### INSTRUCTIONS TO FOLLOW:
The required output is the complete data, repeated without alteration.

(Beginning of WORKING DATA)

//! Error types for Whisker operations.
//!
//! This module provides the main error type [`WhiskerError`] which wraps
//! the failures of compiling and running templates, and [`RenderError`] for
//! the usage errors a render call can raise.

use std::io;

use thiserror::Error;

use whisker_core::operator::OperatorError;
use whisker_parser::ParseError;

/// The main error type for Whisker operations.
///
/// # Diagnostic Variants
///
/// The `Parse` variant contains every diagnostic reported for the template
/// together with its source, which is enough for rich error reporting. Its
/// message has one `line:column: message` line per error.
#[derive(Debug, Error)]
pub enum WhiskerError {
    #[error("I/O error: {0}")]
    Io(#[from] io::Error),

    #[error("{}", err.summary())]
    Parse { err: ParseError, src: String },

    #[error(transparent)]
    Render(#[from] RenderError),
}

impl WhiskerError {
    /// Create a new `Parse` error with the associated source code.
    pub fn new_parse_error(err: ParseError, src: impl Into<String>) -> Self {
        Self::Parse {
            err,
            src: src.into(),
        }
    }
}

/// Usage errors raised while rendering a compiled template.
#[derive(Debug, Clone, PartialEq, Eq, Error)]
pub enum RenderError {
    #[error("The tag {name} requires at least {min} argument(s)")]
    TooFewArguments { name: String, min: usize },

    #[error("The tag {name} requires at most {max} argument(s)")]
    TooManyArguments { name: String, max: usize },

    #[error("Unexpected parameters to tag {0}")]
    UnexpectedParameters(String),

    #[error("Expected parameters to tag {0}")]
    ExpectedParameters(String),

    #[error(transparent)]
    Operator(#[from] OperatorError),

    #[error("No partial template called '{0}' has been compiled.")]
    UnknownPartial(String),

    #[error("No helper called '{0}' has been registered.")]
    UnknownHelper(String),

    #[error("No template called '{0}' has been compiled.")]
    UnknownTemplate(String),

    /// A failure reported by a user helper or partial function.
    #[error("{0}")]
    Helper(String),
}

impl RenderError {
    /// Create an error for a helper to return.
    pub fn helper(message: impl Into<String>) -> Self {
        Self::Helper(message.into())
    }
}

(End of WORKING DATA)

### RESPONSE AREA:
//! Error types for Whisker operations.
//!
//! This module provides the main error type [`WhiskerError`] which wraps
//! the failures of compiling and running templates, and [`RenderError`] for
//! the usage errors a render call can raise.

use std::io;

use thiserror::Error;

use whisker_core::operator::OperatorError;
use whisker_parser::ParseError;

/// The main error type for Whisker operations.
///
/// # Diagnostic Variants
///
/// The `Parse` variant contains every diagnostic reported for the template
/// together with its source, which is enough for rich error reporting. Its
/// message has one `line:column: message` line per error.
#[derive(Debug, Error)]
pub enum WhiskerError {
    #[error("I/O error: {0}")]
    Io(#[from] io::Error),

    #[error("{}", err.summary())]
    Parse { err: ParseError, src: String },

    #[error(transparent)]
    Render(#[from] RenderError),
}

impl WhiskerError {
    /// Create a new `Parse` error with the associated source code.
    pub fn new_parse_error(err: ParseError, src: impl Into<String>) -> Self {
        Self::Parse {
            err,
            src: src.into(),
        }
    }
}

/// Usage errors raised while rendering a compiled template.
#[derive(Debug, Clone, PartialEq, Eq, Error)]
pub enum RenderError {
    #[error("The tag {name} requires at least {min} argument(s)")]
    TooFewArguments { name: String, min: usize },

    #[error("The tag {name} requires at most {max} argument(s)")]
    TooManyArguments { name: String, max: usize },

    #[error("Unexpected parameters to tag {0}")]
    UnexpectedParameters(String),

    #[error("Expected parameters to tag {0}")]
    ExpectedParameters(String),

    #[error(transparent)]
    Operator(#[from] OperatorError),

    #[error("No partial template called '{0}' has been compiled.")]
    UnknownPartial(String),

    #[error("No helper called '{0}' has been registered.")]
    UnknownHelper(String),

    #[error("No template called '{0}' has been compiled.")]
    UnknownTemplate(String),

    /// A failure reported by a user helper or partial function.
    #[error("{0}")]
    Helper(String),
}

impl RenderError {
    /// Create an error for a helper to return.
    pub fn helper(message: impl Into<String>) -> Self {
        Self::Helper(message.into())
    }
}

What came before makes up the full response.